Copying exactly, give the lines in the material below from the one with "or display name." to the one with "(LabelKey::Warning, Te) =>", ends included, and nothing besides.

## Excerpted records
== Segment start ==

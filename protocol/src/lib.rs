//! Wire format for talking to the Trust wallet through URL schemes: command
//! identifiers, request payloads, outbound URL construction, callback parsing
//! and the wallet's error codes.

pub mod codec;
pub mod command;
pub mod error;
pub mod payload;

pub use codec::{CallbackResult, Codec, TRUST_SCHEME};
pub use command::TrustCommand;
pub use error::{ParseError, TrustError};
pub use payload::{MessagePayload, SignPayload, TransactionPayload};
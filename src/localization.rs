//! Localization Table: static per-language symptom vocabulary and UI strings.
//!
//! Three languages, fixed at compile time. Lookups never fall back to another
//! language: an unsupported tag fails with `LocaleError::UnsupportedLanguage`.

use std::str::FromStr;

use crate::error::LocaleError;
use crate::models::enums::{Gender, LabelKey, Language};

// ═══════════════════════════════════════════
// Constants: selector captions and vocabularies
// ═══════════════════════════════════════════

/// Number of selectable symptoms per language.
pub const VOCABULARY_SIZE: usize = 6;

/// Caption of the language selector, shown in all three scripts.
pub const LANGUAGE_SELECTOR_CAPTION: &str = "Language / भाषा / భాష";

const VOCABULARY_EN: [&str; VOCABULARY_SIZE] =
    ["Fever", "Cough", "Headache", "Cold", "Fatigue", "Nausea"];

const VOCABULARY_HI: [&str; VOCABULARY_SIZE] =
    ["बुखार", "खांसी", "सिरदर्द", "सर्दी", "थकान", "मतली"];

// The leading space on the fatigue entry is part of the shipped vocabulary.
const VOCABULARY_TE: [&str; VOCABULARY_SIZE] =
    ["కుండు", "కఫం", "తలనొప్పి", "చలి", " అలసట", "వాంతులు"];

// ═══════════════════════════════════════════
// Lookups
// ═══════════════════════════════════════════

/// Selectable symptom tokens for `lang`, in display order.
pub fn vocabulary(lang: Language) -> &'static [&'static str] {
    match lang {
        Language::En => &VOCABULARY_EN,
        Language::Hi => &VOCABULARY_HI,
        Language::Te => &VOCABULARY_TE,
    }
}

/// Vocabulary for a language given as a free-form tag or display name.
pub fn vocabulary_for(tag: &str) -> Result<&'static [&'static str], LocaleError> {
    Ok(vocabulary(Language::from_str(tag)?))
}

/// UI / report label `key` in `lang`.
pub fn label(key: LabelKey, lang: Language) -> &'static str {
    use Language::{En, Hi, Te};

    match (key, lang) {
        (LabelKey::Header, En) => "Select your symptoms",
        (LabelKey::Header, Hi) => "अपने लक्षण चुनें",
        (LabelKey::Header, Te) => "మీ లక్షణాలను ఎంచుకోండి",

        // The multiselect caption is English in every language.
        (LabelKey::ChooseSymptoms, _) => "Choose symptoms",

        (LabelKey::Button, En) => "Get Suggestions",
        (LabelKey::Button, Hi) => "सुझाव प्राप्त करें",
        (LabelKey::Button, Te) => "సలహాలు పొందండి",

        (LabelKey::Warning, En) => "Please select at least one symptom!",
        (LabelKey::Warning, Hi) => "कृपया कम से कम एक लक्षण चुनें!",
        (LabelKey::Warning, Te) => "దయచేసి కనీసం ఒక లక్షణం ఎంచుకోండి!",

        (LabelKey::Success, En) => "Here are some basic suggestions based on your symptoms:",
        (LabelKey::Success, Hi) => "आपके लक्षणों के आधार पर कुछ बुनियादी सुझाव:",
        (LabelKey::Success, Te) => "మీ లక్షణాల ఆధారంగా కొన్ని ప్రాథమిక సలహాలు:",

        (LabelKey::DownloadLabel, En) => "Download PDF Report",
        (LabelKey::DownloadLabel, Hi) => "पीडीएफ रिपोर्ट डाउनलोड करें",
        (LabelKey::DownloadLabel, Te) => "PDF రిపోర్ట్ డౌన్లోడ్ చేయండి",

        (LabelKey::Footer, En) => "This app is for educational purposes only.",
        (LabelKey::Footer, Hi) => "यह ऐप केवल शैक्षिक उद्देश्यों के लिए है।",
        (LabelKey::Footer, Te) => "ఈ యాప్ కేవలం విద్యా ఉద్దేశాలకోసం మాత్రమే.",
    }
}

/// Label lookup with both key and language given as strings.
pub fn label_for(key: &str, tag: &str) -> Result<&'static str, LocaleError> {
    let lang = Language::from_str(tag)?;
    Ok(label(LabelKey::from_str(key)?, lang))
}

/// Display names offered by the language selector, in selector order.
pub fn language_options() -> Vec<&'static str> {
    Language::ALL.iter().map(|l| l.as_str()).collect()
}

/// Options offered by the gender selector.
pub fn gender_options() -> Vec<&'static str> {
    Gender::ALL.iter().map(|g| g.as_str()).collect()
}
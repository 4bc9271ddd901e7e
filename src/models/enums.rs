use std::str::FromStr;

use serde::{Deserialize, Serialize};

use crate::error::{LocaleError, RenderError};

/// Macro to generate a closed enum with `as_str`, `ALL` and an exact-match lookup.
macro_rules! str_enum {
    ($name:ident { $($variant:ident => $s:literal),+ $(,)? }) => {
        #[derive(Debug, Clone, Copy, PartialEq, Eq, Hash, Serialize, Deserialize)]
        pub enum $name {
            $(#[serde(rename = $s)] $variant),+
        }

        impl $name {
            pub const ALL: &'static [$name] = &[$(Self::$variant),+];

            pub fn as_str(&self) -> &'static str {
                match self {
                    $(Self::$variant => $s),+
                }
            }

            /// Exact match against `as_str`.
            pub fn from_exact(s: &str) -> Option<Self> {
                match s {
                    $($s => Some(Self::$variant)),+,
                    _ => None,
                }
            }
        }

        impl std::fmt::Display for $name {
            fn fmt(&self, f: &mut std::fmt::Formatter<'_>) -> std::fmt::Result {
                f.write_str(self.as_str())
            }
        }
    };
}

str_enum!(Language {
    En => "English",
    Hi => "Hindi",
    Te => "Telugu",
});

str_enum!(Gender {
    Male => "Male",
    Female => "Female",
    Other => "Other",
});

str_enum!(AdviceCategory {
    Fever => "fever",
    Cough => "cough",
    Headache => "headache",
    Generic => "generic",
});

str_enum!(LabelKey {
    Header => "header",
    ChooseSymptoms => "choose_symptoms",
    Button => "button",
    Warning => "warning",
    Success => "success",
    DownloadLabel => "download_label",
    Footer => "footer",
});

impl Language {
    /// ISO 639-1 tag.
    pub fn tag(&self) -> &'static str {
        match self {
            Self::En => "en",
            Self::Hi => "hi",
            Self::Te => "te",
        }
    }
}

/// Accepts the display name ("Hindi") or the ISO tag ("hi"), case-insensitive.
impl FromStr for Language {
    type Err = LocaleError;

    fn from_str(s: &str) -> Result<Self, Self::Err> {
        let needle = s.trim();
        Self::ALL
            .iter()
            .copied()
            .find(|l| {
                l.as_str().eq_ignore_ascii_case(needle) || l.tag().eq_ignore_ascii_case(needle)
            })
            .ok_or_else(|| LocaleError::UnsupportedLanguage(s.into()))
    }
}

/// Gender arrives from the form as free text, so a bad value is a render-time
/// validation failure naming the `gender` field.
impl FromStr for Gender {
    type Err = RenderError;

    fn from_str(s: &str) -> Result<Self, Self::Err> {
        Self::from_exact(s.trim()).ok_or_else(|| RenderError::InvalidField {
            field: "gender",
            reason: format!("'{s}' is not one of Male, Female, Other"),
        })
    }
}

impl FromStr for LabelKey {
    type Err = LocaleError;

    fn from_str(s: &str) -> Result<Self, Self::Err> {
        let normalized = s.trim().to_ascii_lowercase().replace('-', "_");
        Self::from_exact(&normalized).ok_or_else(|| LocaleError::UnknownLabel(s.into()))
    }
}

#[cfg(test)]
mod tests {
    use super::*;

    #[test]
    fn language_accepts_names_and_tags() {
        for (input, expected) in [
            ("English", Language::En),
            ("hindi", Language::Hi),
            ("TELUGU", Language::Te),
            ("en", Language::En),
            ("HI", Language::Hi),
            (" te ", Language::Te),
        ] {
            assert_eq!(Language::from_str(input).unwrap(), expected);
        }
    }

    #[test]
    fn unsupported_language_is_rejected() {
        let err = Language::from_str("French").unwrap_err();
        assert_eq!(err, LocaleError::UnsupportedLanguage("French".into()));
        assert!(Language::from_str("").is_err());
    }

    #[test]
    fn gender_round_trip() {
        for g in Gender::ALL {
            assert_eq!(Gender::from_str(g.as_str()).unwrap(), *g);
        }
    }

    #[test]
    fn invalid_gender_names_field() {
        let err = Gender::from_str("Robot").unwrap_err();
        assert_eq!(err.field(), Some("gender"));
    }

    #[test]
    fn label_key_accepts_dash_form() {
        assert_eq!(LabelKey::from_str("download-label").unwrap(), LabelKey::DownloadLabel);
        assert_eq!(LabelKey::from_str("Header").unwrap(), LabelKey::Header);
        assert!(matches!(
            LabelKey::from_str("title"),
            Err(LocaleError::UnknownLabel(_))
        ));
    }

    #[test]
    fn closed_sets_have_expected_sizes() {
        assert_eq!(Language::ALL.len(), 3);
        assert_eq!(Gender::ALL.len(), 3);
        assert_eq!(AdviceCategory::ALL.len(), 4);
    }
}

== Segment end ==

## Result
/// Vocabulary for a language given as a free-form tag or display name.
pub fn vocabulary_for(tag: &str) -> Result<&'static [&'static str], LocaleError> {
    Ok(vocabulary(Language::from_str(tag)?))
}

/// UI / report label `key` in `lang`.
pub fn label(key: LabelKey, lang: Language) -> &'static str {
    use Language::{En, Hi, Te};

    match (key, lang) {
        (LabelKey::Header, En) => "Select your symptoms",
        (LabelKey::Header, Hi) => "अपने लक्षण चुनें",
        (LabelKey::Header, Te) => "మీ లక్షణాలను ఎంచుకోండి",

        // The multiselect caption is English in every language.
        (LabelKey::ChooseSymptoms, _) => "Choose symptoms",

        (LabelKey::Button, En) => "Get Suggestions",
        (LabelKey::Button, Hi) => "सुझाव प्राप्त करें",
        (LabelKey::Button, Te) => "సలహాలు పొందండి",

        (LabelKey::Warning, En) => "Please select at least one symptom!",
        (LabelKey::Warning, Hi) => "कृपया कम से कम एक लक्षण चुनें!",
        (LabelKey::Warning, Te) => "దయచేసి కనీసం ఒక లక్షణం ఎంచుకోండి!",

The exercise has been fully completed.